De ahí que las moralejas, sobre todo las demasiado evidentes, la intención utilitaria, informativa, y no digamos nada de la propagandística utilizada por los países totalitarios, atentan directísimamente contra lo que el cuento debe tener de vital.

La imaginación del niño no debe quedar nunca saciada con el cuento que acaba de oír a su maestra, sino, por el contrario, sentirse estimulada, cebada por él, forzada a prolongarlo por, su cuenta en un interminable "continuará" que puede extenderse a inacabables episodios, en que cada uno aportará sus propias variaciones sobre el tema básico.

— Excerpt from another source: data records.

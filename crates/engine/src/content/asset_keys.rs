use std::path::{Path, PathBuf};

use thiserror::Error;

/// Asset keys are `/`-separated paths relative to the `assets/` root, e.g.
/// `scenes/birthday/characters/character_1.png`.
#[derive(Debug, Clone, PartialEq, Eq, Error)]
pub enum AssetKeyError {
    #[error("asset key must not be empty")]
    Empty,
    #[error("asset key must not start with '/'")]
    LeadingSlash,
    #[error("asset key must not end with '/'")]
    TrailingSlash,
    #[error("asset key must not contain '\\\\'")]
    Backslash,
    #[error("asset key must not contain '..'")]
    ParentTraversal,
    #[error("asset key must not contain empty path segments")]
    EmptySegment,
    #[error("asset key contains invalid character '{character}'")]
    InvalidCharacter { character: char },
}

pub fn validate_asset_key(key: &str) -> Result<(), AssetKeyError> {
    if key.is_empty() {
        return Err(AssetKeyError::Empty);
    }
    if key.starts_with('/') {
        return Err(AssetKeyError::LeadingSlash);
    }
    if key.ends_with('/') {
        return Err(AssetKeyError::TrailingSlash);
    }
    if key.contains('\\') {
        return Err(AssetKeyError::Backslash);
    }
    if key.contains("..") {
        return Err(AssetKeyError::ParentTraversal);
    }
    if key.contains("//") {
        return Err(AssetKeyError::EmptySegment);
    }
    for ch in key.chars() {
        if ch.is_ascii_alphanumeric() || matches!(ch, '_' | '/' | '-' | '.') {
            continue;
        }
        return Err(AssetKeyError::InvalidCharacter { character: ch });
    }
    Ok(())
}

/// Joins two key fragments with exactly one `/`.
pub fn join_key(prefix: &str, rest: &str) -> String {
    let prefix = prefix.trim_end_matches('/');
    let rest = rest.trim_start_matches('/');
    if prefix.is_empty() {
        rest.to_string()
    } else if rest.is_empty() {
        prefix.to_string()
    } else {
        format!("{prefix}/{rest}")
    }
}

/// Converts a validated key into a filesystem path under `asset_root`.
pub fn asset_path(asset_root: &Path, key: &str) -> Result<PathBuf, AssetKeyError> {
    validate_asset_key(key)?;
    Ok(key
        .split('/')
        .fold(asset_root.to_path_buf(), |path, segment| path.join(segment)))
}

#[cfg(test)]
mod tests {
    use super::*;

    #[test]
    fn accepts_valid_keys() {
        for key in [
            "bg.png",
            "scenes/birthday/characters/character_1.png",
            "a-b/c_d/Music.MP3",
        ] {
            assert!(validate_asset_key(key).is_ok(), "key={key}");
        }
    }

    #[test]
    fn rejects_invalid_keys() {
        for key in [
            "",
            "/a",
            "a/",
            "..",
            "a/../b",
            r"a\b",
            "a//b",
            "a b.png",
            "caf\u{e9}.png",
        ] {
            assert!(validate_asset_key(key).is_err(), "key={key}");
        }
    }

    #[test]
    fn join_key_normalizes_separators() {
        assert_eq!(join_key("scenes/x/", "/bg.png"), "scenes/x/bg.png");
        assert_eq!(join_key("", "bg.png"), "bg.png");
        assert_eq!(join_key("scenes/x", ""), "scenes/x");
    }

    #[test]
    fn asset_path_splits_segments_under_root() {
        let root = Path::new("root");
        let path = asset_path(root, "scenes/x/bg.png").expect("path");
        assert_eq!(path, root.join("scenes").join("x").join("bg.png"));
        assert!(asset_path(root, "../secret").is_err());
    }
}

Porque el niño misteriosamente sabe que el conjunto de cuentos forma la más auténtica historia de la humanidad, mucho más comprensible para él que la integrada por guerras y tratados, ya que es la historia de los sueños de la humanidad, de sus amores, de sus angustias y sus anhelos y por ello no tolera alteraciones caprichosas, exigirá que a la gallina negra que tenía dos plumas, de oro en la cola, no se le cambie el plumaje, y mirará con desconfianza a la narradora que se olvida de tan fundamental detalle, pero se reservará la libertad de nuevos datos, y por supuesto, agradecerá a quien le revele esos pormenores hasta entonces ignorados. Así, el que la gallina negra con las plumas de oro en la cola continúe siendo la gallina negra con las plumas de oro en la cola, no impedirá lo inesperado de que ese día estrene zapatitos colorados para ir, muy confiada, de visita donde la comadre zurra.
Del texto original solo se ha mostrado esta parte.